## Exercise aim:
Look for the word "rows" in the material below, then report each line where it occurs.

»»

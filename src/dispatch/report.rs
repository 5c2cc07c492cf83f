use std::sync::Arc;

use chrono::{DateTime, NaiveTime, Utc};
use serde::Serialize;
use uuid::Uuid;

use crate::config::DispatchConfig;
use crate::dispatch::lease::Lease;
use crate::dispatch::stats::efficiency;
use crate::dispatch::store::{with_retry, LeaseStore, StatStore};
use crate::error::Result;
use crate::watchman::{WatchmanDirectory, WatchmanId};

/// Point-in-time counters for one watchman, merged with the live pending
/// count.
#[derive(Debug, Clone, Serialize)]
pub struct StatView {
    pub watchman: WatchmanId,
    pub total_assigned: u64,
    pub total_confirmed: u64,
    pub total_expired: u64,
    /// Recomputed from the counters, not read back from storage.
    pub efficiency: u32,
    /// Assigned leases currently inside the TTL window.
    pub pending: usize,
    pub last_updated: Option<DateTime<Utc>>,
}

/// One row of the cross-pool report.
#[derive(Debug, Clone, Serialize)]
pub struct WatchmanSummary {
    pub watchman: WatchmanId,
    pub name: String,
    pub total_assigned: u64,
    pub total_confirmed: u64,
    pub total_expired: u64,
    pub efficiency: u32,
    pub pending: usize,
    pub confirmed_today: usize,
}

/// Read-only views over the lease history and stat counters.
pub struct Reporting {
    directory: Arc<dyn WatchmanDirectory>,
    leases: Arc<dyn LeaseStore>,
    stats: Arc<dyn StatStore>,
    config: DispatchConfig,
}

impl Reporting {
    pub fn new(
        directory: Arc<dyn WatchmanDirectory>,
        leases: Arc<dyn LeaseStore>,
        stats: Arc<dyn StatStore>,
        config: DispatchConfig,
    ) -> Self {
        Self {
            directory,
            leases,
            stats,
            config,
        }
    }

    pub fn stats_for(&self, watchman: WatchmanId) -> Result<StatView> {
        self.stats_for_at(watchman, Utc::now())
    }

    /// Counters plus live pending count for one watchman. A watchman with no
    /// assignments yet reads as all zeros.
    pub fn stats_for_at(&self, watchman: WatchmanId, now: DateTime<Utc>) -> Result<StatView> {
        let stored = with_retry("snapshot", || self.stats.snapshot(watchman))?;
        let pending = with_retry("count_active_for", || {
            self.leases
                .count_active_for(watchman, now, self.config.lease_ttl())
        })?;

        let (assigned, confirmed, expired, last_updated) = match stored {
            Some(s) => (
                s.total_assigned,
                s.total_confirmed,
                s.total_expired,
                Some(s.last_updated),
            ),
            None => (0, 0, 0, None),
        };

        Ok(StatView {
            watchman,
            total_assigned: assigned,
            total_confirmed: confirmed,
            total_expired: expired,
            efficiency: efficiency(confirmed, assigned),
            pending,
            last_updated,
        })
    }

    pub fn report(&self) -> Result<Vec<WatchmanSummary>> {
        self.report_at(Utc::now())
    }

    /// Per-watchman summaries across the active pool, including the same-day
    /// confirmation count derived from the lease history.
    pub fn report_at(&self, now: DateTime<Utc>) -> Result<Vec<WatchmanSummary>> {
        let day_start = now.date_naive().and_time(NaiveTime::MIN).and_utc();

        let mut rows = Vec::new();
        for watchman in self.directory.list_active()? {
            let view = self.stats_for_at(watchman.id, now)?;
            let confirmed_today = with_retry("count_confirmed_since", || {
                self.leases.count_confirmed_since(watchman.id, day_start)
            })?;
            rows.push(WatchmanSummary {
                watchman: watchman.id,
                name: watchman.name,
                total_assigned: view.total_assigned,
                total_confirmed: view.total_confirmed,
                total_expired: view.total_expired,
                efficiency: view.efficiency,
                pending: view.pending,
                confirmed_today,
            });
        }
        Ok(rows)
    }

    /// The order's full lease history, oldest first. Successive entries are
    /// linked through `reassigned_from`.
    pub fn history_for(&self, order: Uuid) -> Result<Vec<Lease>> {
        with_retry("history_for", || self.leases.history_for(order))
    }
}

««

## Task answer:
        let mut rows = Vec::new();
            rows.push(WatchmanSummary {
        Ok(rows)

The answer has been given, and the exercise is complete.